The photocatalytic decomposition of catechol as a pollutant in water was investigated. Catechol is a widely used intermediate that finds applications in a range of industries. It is significantly soluble in water but quite resistant to biological degradation. A batch vertical reactor was used in which a 250 W, UV lamp was immersed symmetrically with the advantage of receiving total emitted photons. The reactor was conic in the bottom section, providing no dead zone with the aid of circulating stream. It was also jacketed with external circulating stream of cooling water, to adjust the temperature. The well known powder of titanium dioxide (anatase) was used as the catalyst.
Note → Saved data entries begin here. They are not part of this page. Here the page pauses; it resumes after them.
//! Bitunix futures history client.
//!
//! Bitunix signs with a double SHA-256 digest (nonce + timestamp + key +
//! sorted query params, then digest + secret) passed in headers. Its
//! position payloads are shaped differently from the canonical record:
//! net profit is not reported directly and has to be derived from realized
//! P&L, fee, and funding, and there is no explicit fully-closed flag — it
//! is inferred by comparing the closed quantity to the position size.

use async_trait::async_trait;
use bigdecimal::BigDecimal;
use rand::Rng;
use serde::Deserialize;
use sha2::{Digest, Sha256};
use std::collections::BTreeSet;
use std::time::{SystemTime, UNIX_EPOCH};
use tracing::warn;

use crate::domain::entities::provider::Provider;
use crate::domain::entities::sync::SyncWindow;
use crate::domain::entities::trade::{
    parse_decimal, CanonicalTrade, InstrumentKind, OpenPosition, PositionSide,
};
use crate::domain::repositories::provider_client::{
    ProviderClient, ProviderError, ProviderResult,
};
use crate::infrastructure::http_client;
use crate::secrets::ProviderCredentials;

const BITUNIX_API_BASE: &str = "https://fapi.bitunix.com";

// Result codes Bitunix uses for unusable keys.
const CODE_API_KEY_NOT_FOUND: i64 = 10003;
const CODE_SIGNATURE_ERROR: i64 = 10004;
const CODE_KEY_EXPIRED: i64 = 10005;

pub struct BitunixClient {
    client: reqwest::Client,
    api_base: String,
    account_external_id: String,
    credentials: ProviderCredentials,
}

#[derive(Debug, Deserialize)]
#[serde(bound(deserialize = "T: serde::de::DeserializeOwned"))]
struct BitunixEnvelope<T> {
    code: i64,
    #[serde(default)]
    msg: Option<String>,
    #[serde(default)]
    data: Option<T>,
}

#[derive(Debug, Deserialize)]
#[serde(rename_all = "camelCase")]
struct BitunixTradeListData {
    #[serde(default)]
    trade_list: Vec<BitunixHistoryTrade>,
}

#[derive(Debug, Deserialize)]
#[serde(rename_all = "camelCase")]
struct BitunixHistoryTrade {
    #[serde(default)]
    symbol: Option<String>,
}

#[derive(Debug, Deserialize)]
#[serde(rename_all = "camelCase")]
struct BitunixPositionListData {
    #[serde(default)]
    position_list: Vec<BitunixPosition>,
}

/// Raw history record. All fields optional: a malformed record is dropped,
/// never fatal for the batch.
#[derive(Debug, Deserialize)]
#[serde(rename_all = "camelCase")]
struct BitunixPosition {
    #[serde(default)]
    position_id: Option<String>,
    #[serde(default)]
    symbol: Option<String>,
    /// "BUY" or "SELL".
    #[serde(default)]
    side: Option<String>,
    /// "ISOLATION" or "CROSS".
    #[serde(default)]
    margin_mode: Option<String>,
    #[serde(default)]
    entry_price: Option<String>,
    #[serde(default)]
    close_price: Option<String>,
    #[serde(default)]
    realized_pnl: Option<String>,
    #[serde(default)]
    fee: Option<String>,
    #[serde(default)]
    funding: Option<String>,
    #[serde(default)]
    max_qty: Option<String>,
    #[serde(default)]
    close_qty: Option<String>,
    #[serde(default)]
    leverage: Option<i64>,
    /// Epoch ms timestamps.
    #[serde(default)]
    ctime: Option<i64>,
    #[serde(default)]
    mtime: Option<i64>,
}

#[derive(Debug, Deserialize)]
#[serde(rename_all = "camelCase")]
struct BitunixOpenPositionData {
    #[serde(default)]
    position_list: Vec<BitunixOpenPosition>,
}

#[derive(Debug, Deserialize)]
#[serde(rename_all = "camelCase")]
struct BitunixOpenPosition {
    #[serde(default)]
    position_id: Option<String>,
    #[serde(default)]
    symbol: Option<String>,
    #[serde(default)]
    side: Option<String>,
    #[serde(default)]
    margin_mode: Option<String>,
    #[serde(default)]
    entry_price: Option<String>,
    #[serde(default)]
    qty: Option<String>,
    #[serde(default)]
    unrealized_pnl: Option<String>,
    #[serde(default)]
    leverage: Option<i64>,
}

#[derive(Debug, Deserialize)]
struct BitunixAccountData {}
//! Database Models
//!
//! Persistent row shapes for trades, sync cursors, and day logs, plus the
//! conversions to and from the domain entities.

use chrono::{DateTime, NaiveDate, Utc};
use serde::{Deserialize, Serialize};
use sqlx::FromRow;
use std::collections::BTreeSet;
use tracing::warn;

use crate::domain::entities::day_log::DayLog;
use crate::domain::entities::trade::{CanonicalTrade, InstrumentKind, PositionSide};

/// Trade row in the database. Side and instrument are stored as the same
/// strings the CHECK constraints enforce; monetary columns stay TEXT.
#[derive(Debug, Clone, Serialize, Deserialize, FromRow)]
pub struct TradeRecord {
    pub account_external_id: String,
    pub position_id: String,
    pub coin: String,
    pub symbol: String,
    pub position_side: String, // "LONG" or "SHORT"
    pub isolated: bool,
    pub open_time: i64,
    pub update_time: i64,
    pub avg_price: String,
    pub avg_close_price: String,
    pub realised_profit: String,
    pub net_profit: String,
    pub position_amt: String,
    pub close_position_amt: String,
    pub leverage: i64,
    pub close_all_positions: bool,
    pub position_commission: String,
    pub total_funding: String,
    pub instrument: String, // "perpetual" or "standard"
    pub created_at: DateTime<Utc>,
    pub updated_at: DateTime<Utc>,
}

impl TradeRecord {
    pub fn into_canonical(self) -> CanonicalTrade {
        CanonicalTrade {
            account_external_id: self.account_external_id,
            position_id: self.position_id,
            coin: self.coin,
            symbol: self.symbol,
            // CHECK constraints guarantee these columns; default defensively
            // only for rows written by older schema versions.
            position_side: PositionSide::from_str_loose(&self.position_side)
                .unwrap_or(PositionSide::Long),
            isolated: self.isolated,
            open_time: self.open_time,
            update_time: self.update_time,
            avg_price: self.avg_price,
            avg_close_price: self.avg_close_price,
            realised_profit: self.realised_profit,
            net_profit: self.net_profit,
            position_amt: self.position_amt,
            close_position_amt: self.close_position_amt,
            leverage: self.leverage,
            close_all_positions: self.close_all_positions,
            position_commission: self.position_commission,
            total_funding: self.total_funding,
            instrument: if self.instrument == "standard" {
                InstrumentKind::Standard
            } else {
                InstrumentKind::Perpetual
            },
        }
    }
}

/// Sync cursor row in the database.
#[derive(Debug, Clone, Serialize, Deserialize, FromRow)]
pub struct SyncCursorRecord {
    pub account_external_id: String,
    pub coin: String,
    pub last_synced_at_ms: i64,
    pub updated_at: DateTime<Utc>,
}

/// Day log row in the database. `members` is a JSON array of position ids.
#[derive(Debug, Clone, Serialize, Deserialize, FromRow)]
pub struct DayLogRecord {
    pub account_external_id: String,
    pub log_date: NaiveDate,
    pub coin: String,
    pub net_pnl: f64,
    pub total_trades: i64,
    pub winners: i64,
    pub losers: i64,
    pub win_rate: f64,
    pub commissions: f64,
    pub profit_factor: f64,
    pub members: String,
    pub created_at: DateTime<Utc>,
    pub updated_at: DateTime<Utc>,
}

impl DayLogRecord {
    pub fn into_day_log(self) -> DayLog {
        let members: BTreeSet<String> = match serde_json::from_str(&self.members) {
            Ok(set) => set,
            Err(e) => {
                warn!(
                    "Unreadable member set for day log {}/{}/{}: {}",
                    self.account_external_id, self.coin, self.log_date, e
                );
                BTreeSet::new()
            }
        };

        DayLog {
            account_external_id: self.account_external_id,
            coin: self.coin,
            date: self.log_date,
            net_pnl: self.net_pnl,
            total_trades: self.total_trades,
            winners: self.winners,
            losers: self.losers,
            win_rate: self.win_rate,
            commissions: self.commissions,
            profit_factor: self.profit_factor,
            members,
        }
    }
}

#[cfg(test)]
mod tests {
    use super::*;

    fn sample_record() -> DayLogRecord {
        DayLogRecord {
            account_external_id: "acct-1".to_string(),
            log_date: NaiveDate::from_ymd_opt(2024, 1, 5).unwrap(),
            coin: "USDT".to_string(),
            net_pnl: 10.0,
            total_trades: 2,
            winners: 1,
            losers: 1,
            win_rate: 50.0,
            commissions: 1.2,
            profit_factor: 3.0,
            members: r#"["a","b"]"#.to_string(),
            created_at: Utc::now(),
            updated_at: Utc::now(),
        }
    }

    #[test]
    fn test_day_log_members_round_trip() {
        let log = sample_record().into_day_log();
        assert_eq!(log.members.len(), 2);
        assert!(log.members.contains("a"));
        assert!(log.members.contains("b"));
    }

    #[test]
    fn test_day_log_bad_members_degrade_to_empty() {
        let mut record = sample_record();
        record.members = "not-json".to_string();
        let log = record.into_day_log();
        assert!(log.members.is_empty());
    }

    #[test]
    fn test_trade_record_side_conversion() {
        let record = TradeRecord {
            account_external_id: "acct-1".to_string(),
            position_id: "p1".to_string(),
            coin: "USDT".to_string(),
            symbol: "BTC-USDT".to_string(),
            position_side: "SHORT".to_string(),
            isolated: true,
            open_time: 1,
            update_time: 2,
            avg_price: "1".to_string(),
            avg_close_price: "1".to_string(),
            realised_profit: "0".to_string(),
            net_profit: "0".to_string(),
            position_amt: "1".to_string(),
            close_position_amt: "1".to_string(),
            leverage: 5,
            close_all_positions: true,
            position_commission: "0".to_string(),
            total_funding: "0".to_string(),
            instrument: "perpetual".to_string(),
            created_at: Utc::now(),
            updated_at: Utc::now(),
        };

        let trade = record.into_canonical();
        assert_eq!(trade.position_side, PositionSide::Short);
        assert_eq!(trade.instrument, InstrumentKind::Perpetual);
    }
}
The effects of some parameters including catalyst concentration, pH and temperature were studied to find the optimum relevant values. Data showed a maximum catechol conversion at catalyst concentration of about 10 mg/L and pH about 4.5. The conversion of catechol was increased with temperature and could reach more than 25% after about 180 min irradiation at 303 K. Based on experimental data, obtained under optimum and mild conditions, an empirical kinetic model was proposed for initial rate as a function of catechol concentration. This model includes the two competing observed decomposition paths, under the effects of only UV light and UV/TiO2. A power law model and the Langmuir-Hinshelwood model have good agreements with the results respectively. This model is able to justify the observed dependence of the catechol initial decomposition rate on its initial concentration.